::: Data listing

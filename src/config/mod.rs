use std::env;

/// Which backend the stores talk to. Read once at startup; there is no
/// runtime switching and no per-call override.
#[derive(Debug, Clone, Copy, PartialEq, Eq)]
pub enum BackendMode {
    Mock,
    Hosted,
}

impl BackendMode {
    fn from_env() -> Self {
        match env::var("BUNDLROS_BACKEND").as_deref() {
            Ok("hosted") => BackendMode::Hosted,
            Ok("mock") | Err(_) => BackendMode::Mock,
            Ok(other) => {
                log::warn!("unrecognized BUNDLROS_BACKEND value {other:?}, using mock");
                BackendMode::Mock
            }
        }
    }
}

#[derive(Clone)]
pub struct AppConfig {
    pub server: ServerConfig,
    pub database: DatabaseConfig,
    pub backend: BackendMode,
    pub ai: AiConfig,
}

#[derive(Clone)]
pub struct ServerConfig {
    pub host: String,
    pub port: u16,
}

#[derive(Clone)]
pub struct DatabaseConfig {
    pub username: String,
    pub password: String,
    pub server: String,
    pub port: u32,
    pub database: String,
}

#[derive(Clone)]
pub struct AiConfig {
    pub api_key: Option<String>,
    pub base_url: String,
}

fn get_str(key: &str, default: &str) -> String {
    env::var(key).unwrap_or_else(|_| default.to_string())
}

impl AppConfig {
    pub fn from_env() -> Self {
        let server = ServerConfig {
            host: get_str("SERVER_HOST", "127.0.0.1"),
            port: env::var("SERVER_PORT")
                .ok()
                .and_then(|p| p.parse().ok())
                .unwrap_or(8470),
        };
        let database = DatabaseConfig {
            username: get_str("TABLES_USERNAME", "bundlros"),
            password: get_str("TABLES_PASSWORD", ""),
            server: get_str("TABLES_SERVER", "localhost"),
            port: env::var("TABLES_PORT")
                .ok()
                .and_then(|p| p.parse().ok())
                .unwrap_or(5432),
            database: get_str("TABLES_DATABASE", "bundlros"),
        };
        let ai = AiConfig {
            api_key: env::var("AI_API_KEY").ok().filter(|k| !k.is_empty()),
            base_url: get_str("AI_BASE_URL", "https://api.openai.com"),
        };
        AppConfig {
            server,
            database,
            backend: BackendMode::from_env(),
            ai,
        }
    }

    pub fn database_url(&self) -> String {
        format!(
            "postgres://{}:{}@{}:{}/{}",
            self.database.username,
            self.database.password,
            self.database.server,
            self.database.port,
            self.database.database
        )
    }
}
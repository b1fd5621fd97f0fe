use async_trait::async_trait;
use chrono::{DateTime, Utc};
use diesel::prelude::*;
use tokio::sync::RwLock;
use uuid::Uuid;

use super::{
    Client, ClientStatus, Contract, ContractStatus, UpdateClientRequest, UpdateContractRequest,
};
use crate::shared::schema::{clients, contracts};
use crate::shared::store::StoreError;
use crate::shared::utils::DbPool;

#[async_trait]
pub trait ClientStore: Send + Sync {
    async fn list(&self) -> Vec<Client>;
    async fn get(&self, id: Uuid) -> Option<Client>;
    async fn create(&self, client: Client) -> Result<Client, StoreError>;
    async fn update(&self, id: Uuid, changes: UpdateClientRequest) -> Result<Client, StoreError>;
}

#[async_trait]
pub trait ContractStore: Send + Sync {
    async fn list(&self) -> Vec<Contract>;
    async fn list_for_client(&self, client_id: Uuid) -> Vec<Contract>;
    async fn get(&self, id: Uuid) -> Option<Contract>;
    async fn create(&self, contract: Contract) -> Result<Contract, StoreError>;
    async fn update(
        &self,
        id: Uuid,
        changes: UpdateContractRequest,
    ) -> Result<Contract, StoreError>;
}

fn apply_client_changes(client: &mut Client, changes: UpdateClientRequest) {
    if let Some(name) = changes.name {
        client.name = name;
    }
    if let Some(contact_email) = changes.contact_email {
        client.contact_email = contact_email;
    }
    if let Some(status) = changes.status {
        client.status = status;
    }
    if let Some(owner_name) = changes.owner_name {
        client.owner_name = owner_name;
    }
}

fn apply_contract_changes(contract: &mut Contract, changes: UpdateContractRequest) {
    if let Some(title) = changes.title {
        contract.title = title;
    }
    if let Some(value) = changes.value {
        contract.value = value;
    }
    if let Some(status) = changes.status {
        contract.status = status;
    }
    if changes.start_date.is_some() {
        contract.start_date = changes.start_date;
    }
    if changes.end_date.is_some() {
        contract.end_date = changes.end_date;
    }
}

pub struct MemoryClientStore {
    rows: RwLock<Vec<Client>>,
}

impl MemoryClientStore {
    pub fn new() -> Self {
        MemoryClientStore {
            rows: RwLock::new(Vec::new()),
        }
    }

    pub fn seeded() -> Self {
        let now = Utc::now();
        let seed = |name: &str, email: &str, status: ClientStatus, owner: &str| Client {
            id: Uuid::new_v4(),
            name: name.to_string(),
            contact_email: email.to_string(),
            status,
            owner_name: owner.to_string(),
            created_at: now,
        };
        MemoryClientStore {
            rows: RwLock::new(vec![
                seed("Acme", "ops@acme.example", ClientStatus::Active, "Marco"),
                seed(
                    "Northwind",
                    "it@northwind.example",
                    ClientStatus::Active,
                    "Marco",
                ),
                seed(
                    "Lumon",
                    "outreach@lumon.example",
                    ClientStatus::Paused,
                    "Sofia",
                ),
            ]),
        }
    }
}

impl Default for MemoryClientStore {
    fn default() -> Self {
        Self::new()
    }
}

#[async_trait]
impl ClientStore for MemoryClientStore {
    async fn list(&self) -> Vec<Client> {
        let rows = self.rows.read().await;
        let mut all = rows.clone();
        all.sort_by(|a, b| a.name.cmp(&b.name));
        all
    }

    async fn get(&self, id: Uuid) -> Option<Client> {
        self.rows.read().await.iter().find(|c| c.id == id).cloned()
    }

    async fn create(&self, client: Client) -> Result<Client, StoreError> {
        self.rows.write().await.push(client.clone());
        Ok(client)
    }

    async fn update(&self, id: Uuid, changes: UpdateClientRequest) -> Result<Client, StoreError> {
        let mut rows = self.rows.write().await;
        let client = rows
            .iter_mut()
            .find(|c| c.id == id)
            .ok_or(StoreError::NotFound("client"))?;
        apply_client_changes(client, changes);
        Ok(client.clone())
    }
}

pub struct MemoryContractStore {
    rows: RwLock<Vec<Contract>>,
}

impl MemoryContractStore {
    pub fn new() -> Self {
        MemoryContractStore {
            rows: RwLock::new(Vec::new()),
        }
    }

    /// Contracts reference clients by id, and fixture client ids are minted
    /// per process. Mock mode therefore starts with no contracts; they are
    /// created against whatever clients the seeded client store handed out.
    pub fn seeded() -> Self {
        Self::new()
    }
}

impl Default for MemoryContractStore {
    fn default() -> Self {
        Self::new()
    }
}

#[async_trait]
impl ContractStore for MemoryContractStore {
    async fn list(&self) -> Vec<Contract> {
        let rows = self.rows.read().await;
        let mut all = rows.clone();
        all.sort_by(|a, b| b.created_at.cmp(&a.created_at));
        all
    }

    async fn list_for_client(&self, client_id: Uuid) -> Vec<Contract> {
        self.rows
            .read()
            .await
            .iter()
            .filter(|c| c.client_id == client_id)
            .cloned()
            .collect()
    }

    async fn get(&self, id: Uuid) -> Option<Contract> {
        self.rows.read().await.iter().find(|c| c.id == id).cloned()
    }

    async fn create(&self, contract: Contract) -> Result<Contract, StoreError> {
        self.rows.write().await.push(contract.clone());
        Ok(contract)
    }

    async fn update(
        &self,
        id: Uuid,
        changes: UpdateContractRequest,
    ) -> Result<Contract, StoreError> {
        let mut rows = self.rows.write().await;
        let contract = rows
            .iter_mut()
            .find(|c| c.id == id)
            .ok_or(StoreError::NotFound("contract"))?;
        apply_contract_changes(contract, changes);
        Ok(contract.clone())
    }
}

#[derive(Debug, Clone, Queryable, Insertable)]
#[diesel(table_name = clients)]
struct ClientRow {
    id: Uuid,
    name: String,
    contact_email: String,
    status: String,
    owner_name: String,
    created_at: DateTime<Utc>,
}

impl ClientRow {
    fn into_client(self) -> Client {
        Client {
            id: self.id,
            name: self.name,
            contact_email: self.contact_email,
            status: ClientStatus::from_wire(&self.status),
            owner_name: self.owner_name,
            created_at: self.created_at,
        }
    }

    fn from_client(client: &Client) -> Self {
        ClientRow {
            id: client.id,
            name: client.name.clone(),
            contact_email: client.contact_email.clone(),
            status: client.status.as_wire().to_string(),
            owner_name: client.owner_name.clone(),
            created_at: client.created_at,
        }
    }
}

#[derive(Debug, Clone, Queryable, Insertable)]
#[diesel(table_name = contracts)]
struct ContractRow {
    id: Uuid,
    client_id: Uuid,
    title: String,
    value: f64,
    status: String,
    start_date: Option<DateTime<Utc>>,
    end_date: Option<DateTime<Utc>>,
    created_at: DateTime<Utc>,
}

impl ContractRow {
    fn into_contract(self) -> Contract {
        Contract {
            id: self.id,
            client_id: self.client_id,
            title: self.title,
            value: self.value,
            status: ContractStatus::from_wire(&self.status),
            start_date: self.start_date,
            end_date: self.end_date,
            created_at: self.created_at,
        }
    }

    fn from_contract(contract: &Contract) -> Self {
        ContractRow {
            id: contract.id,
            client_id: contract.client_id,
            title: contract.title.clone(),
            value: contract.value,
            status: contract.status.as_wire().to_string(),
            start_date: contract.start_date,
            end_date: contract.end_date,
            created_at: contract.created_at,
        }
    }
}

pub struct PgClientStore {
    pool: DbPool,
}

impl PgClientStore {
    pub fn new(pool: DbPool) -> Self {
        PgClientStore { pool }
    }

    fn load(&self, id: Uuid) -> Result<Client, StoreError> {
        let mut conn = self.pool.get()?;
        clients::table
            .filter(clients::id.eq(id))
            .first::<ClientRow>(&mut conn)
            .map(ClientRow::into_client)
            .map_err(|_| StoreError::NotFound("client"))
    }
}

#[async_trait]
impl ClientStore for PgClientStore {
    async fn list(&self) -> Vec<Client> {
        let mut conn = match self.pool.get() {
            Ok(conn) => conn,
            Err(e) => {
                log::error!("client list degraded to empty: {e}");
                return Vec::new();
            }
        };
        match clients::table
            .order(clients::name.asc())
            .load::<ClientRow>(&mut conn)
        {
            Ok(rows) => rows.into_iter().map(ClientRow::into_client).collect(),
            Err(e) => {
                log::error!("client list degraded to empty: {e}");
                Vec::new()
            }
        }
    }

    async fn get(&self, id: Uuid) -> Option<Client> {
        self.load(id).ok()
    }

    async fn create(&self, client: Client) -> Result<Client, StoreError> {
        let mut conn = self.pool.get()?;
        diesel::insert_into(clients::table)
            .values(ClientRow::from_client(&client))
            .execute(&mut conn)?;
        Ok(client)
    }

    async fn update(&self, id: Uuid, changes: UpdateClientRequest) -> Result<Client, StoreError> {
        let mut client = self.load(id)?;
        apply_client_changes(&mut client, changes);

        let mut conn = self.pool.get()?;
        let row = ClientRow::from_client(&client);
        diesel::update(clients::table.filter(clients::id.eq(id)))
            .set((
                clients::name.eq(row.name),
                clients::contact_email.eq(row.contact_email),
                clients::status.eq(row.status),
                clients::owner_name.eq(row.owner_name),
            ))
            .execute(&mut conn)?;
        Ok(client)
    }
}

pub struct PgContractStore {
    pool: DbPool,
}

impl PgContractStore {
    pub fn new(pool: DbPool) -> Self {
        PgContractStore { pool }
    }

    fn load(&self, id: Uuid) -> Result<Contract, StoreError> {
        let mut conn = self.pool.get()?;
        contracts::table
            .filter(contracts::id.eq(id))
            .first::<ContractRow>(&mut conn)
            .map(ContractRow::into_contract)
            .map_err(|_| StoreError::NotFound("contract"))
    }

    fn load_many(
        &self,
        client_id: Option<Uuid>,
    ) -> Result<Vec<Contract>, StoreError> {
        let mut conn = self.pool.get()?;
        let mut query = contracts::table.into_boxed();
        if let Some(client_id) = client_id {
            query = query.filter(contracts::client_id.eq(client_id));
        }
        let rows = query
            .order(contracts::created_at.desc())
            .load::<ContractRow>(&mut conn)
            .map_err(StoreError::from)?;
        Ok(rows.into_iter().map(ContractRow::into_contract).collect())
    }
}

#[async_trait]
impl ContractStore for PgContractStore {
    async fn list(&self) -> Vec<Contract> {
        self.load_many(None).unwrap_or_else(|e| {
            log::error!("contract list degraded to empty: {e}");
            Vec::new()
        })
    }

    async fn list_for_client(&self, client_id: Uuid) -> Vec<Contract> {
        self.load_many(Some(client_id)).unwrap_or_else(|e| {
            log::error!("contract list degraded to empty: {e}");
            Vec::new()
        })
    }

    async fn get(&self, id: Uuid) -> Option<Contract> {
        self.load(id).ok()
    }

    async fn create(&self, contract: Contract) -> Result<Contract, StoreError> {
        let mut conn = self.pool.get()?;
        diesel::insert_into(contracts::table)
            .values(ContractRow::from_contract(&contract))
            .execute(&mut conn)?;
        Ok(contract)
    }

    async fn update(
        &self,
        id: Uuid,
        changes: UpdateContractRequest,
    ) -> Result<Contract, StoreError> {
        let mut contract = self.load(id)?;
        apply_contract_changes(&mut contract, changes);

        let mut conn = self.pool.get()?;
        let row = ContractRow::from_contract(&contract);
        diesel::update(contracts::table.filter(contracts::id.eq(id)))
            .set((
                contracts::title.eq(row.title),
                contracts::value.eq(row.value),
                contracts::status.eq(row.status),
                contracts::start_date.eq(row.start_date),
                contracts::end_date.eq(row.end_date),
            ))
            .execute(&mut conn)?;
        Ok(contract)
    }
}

::::::

▶ **Task instructions**
What lines of the material above include "DateTime"? Copy each one.

▶ **Solution**
use chrono::{DateTime, Utc};
    created_at: DateTime<Utc>,
    start_date: Option<DateTime<Utc>>,
    end_date: Option<DateTime<Utc>>,
    created_at: DateTime<Utc>,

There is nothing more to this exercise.